現実に、現代日本でも『スパイクタイヤ』がアスファルトを削ってしまうため、粉塵が問題になって使用が禁じられた過去がある。
当時は、雪の多い、あるいは雪が凍りつくような地方の道路沿いでは、粉塵によって灰褐色になった植え込みがそこかしこに見られたものである。
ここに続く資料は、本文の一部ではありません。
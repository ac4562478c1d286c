//! Command-line interface for worklog.
//!
//! Provides the CLI commands for listing journal sessions, reconstructing
//! their timing, and managing configuration.

/// Individual CLI command implementations.
pub mod commands;

/// Output formatting utilities.
pub mod format;

pub use format::OutputFormat;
そうした車に乗っているとタイヤノイズも煩く、ノーマルタイヤに戻すと別次元の静けさに感じた、という。
閑話休題。
「硬いものを混ぜるんじゃなく、『軟らかいもの』を混ぜるのはどうかしら?」
「それはいいかも。……ゴムの粒子とか?」
「うーん、それって、ゴムそのものよりも摩擦は低そうじゃない?」
「それはそうか。全ゴムより劣るのは当たり前だものな」
じゃあ何がいいか、ということになる。
「地面よりは軟らかく、ゴムよりは硬いもの、だとどうかしら?」
「うーん、いい、かもしれない」
ゴウにもちょっと想像がつかなかった。
そこで、別のアプローチを提案する。
「ねえルビーナ、『摩擦』ってなんだろうね?」
「えっ?」
「『摩擦』『摩擦力』の正体さ」
「……」
「誰か、知らないかな?」
「つまりゴウは、『摩擦力』そのものを増やす、根本的な方法を考えたいわけね?」
「そういうこと」
ルビーナにとっても、目から鱗の提案であった。
「それ、いいかも」
「……誰に聞くのがいいのかな?」
「まずはジン様……だけど、今日は『世界会議』よね」
「そのはずだよ」
ここで、工房にやって来た者が1人。
「ゴウ、ルビーナ、やってるか」
「あ、マキナ様」
デウス・エクス・マキナ3世である。
話を聞いていたんじゃないかというくらい、いいタイミングでの来訪であった。
「何か悩み事か?」
「……ええと、あの……」
「……摩擦力について考えてました」
「ほう。……何か応用したいものがあるんだな?」
「はい。タイヤに」
「タイヤか……」
「すり減らず、滑らないタイヤ。しかも走りやすいタイヤ……が理想なんです」
ルビーナが自分の考えを説明した。
「タイヤに留まらず、滑り止めや靴底にも応用できますし」
「そうだな。なかなか有意義な着眼点だ。だがな……」
マキナ3世は、すまなそうに言う。
「摩擦力のミクロな解明はまだなされていないんだ」
「えー」
「そうなんですか」
がっかりする2人。
実際、現代日本でもまだ諸説入り乱れているような状況である。
「だが、別のアプローチのヒントになるかもしれないから、わかっていることは説明してやろう」
「是非、お願いします」
「よし」
そういう背景を踏まえ、マキナ3世は語り出した……。